[Collected data]

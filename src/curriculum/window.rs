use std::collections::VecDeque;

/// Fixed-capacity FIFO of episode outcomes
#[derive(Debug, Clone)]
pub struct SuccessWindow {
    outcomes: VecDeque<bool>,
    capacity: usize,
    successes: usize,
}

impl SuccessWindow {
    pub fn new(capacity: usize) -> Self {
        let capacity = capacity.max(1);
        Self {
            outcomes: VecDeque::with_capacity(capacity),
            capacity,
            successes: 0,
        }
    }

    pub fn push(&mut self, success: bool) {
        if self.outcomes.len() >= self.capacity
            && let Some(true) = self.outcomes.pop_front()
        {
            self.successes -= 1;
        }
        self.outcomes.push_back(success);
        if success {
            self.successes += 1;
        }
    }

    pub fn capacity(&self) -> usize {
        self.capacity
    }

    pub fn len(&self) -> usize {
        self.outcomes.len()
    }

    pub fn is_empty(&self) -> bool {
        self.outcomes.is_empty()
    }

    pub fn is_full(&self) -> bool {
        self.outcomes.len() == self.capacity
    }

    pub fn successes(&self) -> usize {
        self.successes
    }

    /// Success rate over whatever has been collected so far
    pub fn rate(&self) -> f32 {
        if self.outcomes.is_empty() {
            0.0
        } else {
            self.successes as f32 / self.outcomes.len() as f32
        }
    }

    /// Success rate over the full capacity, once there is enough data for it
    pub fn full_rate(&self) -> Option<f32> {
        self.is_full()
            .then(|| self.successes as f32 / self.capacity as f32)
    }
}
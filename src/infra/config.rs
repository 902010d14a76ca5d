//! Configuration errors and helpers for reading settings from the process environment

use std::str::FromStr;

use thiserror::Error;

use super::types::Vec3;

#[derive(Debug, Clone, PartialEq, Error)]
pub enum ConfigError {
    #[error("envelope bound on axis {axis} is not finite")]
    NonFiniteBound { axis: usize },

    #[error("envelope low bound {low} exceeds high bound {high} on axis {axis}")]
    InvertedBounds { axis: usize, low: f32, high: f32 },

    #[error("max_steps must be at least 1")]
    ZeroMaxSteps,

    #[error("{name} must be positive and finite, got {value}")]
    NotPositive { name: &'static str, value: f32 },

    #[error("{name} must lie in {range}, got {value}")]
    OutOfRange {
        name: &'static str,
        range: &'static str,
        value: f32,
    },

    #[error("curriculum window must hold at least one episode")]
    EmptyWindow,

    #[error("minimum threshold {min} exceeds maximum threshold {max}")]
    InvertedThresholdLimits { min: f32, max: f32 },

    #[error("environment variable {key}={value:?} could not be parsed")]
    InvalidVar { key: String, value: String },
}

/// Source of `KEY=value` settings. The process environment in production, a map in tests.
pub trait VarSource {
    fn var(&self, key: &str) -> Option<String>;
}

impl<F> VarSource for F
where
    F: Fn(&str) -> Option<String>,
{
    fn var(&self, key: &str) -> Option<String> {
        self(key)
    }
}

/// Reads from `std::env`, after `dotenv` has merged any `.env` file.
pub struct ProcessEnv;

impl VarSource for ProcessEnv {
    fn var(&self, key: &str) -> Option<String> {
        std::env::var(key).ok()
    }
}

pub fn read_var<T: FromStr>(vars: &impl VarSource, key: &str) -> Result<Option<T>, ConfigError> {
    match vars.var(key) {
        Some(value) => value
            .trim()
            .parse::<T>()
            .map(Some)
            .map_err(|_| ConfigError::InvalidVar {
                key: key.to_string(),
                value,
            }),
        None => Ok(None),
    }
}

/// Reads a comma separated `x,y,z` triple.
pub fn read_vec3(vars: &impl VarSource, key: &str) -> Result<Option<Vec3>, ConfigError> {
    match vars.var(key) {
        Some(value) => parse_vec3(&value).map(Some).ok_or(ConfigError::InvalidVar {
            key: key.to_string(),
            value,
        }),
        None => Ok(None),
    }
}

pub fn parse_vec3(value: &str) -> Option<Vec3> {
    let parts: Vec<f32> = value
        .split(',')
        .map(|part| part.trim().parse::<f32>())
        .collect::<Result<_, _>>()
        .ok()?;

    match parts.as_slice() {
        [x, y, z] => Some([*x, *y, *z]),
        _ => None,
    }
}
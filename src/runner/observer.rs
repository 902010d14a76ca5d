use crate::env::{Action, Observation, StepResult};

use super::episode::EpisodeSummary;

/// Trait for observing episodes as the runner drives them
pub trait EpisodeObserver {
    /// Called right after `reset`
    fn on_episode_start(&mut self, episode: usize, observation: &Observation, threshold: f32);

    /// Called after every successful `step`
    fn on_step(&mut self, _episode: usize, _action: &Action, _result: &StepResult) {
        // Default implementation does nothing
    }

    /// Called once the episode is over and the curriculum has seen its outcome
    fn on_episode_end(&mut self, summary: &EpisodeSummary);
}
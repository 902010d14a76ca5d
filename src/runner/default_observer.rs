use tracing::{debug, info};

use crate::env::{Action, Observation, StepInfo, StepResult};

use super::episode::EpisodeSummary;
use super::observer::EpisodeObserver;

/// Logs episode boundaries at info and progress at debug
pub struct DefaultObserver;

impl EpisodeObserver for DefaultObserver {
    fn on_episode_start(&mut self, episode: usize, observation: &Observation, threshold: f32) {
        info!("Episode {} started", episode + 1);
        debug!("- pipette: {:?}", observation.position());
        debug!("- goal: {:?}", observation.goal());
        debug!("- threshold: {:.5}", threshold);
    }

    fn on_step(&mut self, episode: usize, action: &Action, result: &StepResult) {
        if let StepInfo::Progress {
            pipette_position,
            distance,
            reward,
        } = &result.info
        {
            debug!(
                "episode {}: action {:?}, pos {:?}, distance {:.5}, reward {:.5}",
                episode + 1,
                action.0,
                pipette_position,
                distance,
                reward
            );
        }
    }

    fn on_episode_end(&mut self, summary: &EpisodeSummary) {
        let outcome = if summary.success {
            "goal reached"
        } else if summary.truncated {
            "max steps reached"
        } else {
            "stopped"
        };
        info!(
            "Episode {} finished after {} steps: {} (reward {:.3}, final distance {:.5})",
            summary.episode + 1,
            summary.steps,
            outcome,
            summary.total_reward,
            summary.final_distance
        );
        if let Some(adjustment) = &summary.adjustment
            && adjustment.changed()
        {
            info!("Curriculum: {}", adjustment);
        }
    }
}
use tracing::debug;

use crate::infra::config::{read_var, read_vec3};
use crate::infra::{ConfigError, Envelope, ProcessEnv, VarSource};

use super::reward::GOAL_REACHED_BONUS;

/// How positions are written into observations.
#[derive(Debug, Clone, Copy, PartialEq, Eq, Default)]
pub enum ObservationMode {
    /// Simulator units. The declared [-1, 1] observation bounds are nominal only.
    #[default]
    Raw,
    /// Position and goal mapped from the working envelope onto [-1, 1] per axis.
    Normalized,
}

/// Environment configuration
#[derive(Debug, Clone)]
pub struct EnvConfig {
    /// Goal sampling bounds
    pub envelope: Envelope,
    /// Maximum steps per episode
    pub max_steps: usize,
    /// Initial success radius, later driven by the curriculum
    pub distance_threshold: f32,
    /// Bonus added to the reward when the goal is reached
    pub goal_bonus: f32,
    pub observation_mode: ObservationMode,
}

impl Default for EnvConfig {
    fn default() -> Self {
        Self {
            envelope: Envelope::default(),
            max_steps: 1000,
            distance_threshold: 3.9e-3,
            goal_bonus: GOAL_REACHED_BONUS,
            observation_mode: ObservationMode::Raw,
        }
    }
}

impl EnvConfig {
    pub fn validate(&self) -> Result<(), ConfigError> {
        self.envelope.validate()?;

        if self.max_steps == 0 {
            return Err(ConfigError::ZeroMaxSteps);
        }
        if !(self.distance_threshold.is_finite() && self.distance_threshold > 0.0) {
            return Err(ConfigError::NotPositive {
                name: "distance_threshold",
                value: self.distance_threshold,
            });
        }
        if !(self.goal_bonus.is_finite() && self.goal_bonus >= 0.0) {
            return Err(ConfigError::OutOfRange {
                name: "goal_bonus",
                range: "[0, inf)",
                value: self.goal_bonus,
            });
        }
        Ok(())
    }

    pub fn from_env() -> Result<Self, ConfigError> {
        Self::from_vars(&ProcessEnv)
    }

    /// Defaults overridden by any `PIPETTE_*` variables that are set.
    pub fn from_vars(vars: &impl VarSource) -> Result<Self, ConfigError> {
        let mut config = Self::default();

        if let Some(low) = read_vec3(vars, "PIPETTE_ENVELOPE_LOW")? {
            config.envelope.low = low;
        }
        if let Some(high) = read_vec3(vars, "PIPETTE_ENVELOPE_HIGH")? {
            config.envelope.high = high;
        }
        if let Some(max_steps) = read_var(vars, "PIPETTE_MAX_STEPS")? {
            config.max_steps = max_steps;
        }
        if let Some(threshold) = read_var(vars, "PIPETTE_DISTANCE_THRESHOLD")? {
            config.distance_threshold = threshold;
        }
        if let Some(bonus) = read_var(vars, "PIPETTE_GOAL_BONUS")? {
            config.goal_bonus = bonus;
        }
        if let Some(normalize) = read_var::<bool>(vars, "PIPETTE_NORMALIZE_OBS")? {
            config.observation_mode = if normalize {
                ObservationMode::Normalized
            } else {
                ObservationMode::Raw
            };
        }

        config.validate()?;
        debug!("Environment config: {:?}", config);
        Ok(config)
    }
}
---
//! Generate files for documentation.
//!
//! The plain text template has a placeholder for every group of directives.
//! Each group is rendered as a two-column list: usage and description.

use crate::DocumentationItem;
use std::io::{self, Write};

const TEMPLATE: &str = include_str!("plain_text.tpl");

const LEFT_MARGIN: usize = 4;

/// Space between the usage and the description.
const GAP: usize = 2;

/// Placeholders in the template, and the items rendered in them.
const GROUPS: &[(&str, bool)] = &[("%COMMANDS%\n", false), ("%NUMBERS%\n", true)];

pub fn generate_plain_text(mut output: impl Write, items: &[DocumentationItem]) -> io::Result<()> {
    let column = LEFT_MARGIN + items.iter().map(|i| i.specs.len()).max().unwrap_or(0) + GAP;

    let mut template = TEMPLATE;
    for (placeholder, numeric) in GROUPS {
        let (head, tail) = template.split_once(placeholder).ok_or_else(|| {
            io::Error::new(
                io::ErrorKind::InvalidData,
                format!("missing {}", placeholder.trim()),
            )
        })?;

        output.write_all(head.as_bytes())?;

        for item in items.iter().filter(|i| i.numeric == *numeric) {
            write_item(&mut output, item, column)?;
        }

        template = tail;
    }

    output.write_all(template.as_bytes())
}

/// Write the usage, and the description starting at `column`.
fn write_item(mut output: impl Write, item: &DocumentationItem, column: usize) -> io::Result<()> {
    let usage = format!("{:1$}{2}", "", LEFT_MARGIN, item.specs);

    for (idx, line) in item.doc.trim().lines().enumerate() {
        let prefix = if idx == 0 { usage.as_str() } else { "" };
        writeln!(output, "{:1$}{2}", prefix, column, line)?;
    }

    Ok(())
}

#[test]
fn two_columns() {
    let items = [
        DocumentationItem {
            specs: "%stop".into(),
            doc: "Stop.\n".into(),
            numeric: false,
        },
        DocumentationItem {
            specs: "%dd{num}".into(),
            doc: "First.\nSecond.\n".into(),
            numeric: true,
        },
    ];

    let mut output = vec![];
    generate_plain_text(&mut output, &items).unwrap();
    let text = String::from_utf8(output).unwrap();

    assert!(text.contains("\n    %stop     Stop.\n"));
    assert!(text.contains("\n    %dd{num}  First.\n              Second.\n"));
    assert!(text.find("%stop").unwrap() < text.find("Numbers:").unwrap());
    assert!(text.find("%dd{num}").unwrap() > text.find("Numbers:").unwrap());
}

◆ TASK
Return only the lines between the one holding "filename src/curriculum/window.rs" and the one holding "use super::types::Vec3;", inclusive, exactly as they appear above.

◆ TASK RESPONSE
filename src/curriculum/window.rs
use std::collections::VecDeque;

/// Fixed-capacity FIFO of episode outcomes
#[derive(Debug, Clone)]
pub struct SuccessWindow {
    outcomes: VecDeque<bool>,
    capacity: usize,
    successes: usize,
}

impl SuccessWindow {
    pub fn new(capacity: usize) -> Self {
        let capacity = capacity.max(1);
        Self {
            outcomes: VecDeque::with_capacity(capacity),
            capacity,
            successes: 0,
        }
    }

    pub fn push(&mut self, success: bool) {
        if self.outcomes.len() >= self.capacity
            && let Some(true) = self.outcomes.pop_front()
        {
            self.successes -= 1;
        }
        self.outcomes.push_back(success);
        if success {
            self.successes += 1;
        }
    }

    pub fn capacity(&self) -> usize {
        self.capacity
    }

    pub fn len(&self) -> usize {
        self.outcomes.len()
    }

    pub fn is_empty(&self) -> bool {
        self.outcomes.is_empty()
    }

    pub fn is_full(&self) -> bool {
        self.outcomes.len() == self.capacity
    }

    pub fn successes(&self) -> usize {
        self.successes
    }

    /// Success rate over whatever has been collected so far
    pub fn rate(&self) -> f32 {
        if self.outcomes.is_empty() {
            0.0
        } else {
            self.successes as f32 / self.outcomes.len() as f32
        }
    }

    /// Success rate over the full capacity, once there is enough data for it
    pub fn full_rate(&self) -> Option<f32> {
        self.is_full()
            .then(|| self.successes as f32 / self.capacity as f32)
    }
}
filename src/infra/config.rs
repository 902010d14a76ca5d
//! Configuration errors and helpers for reading settings from the process environment

use std::str::FromStr;

use thiserror::Error;

use super::types::Vec3;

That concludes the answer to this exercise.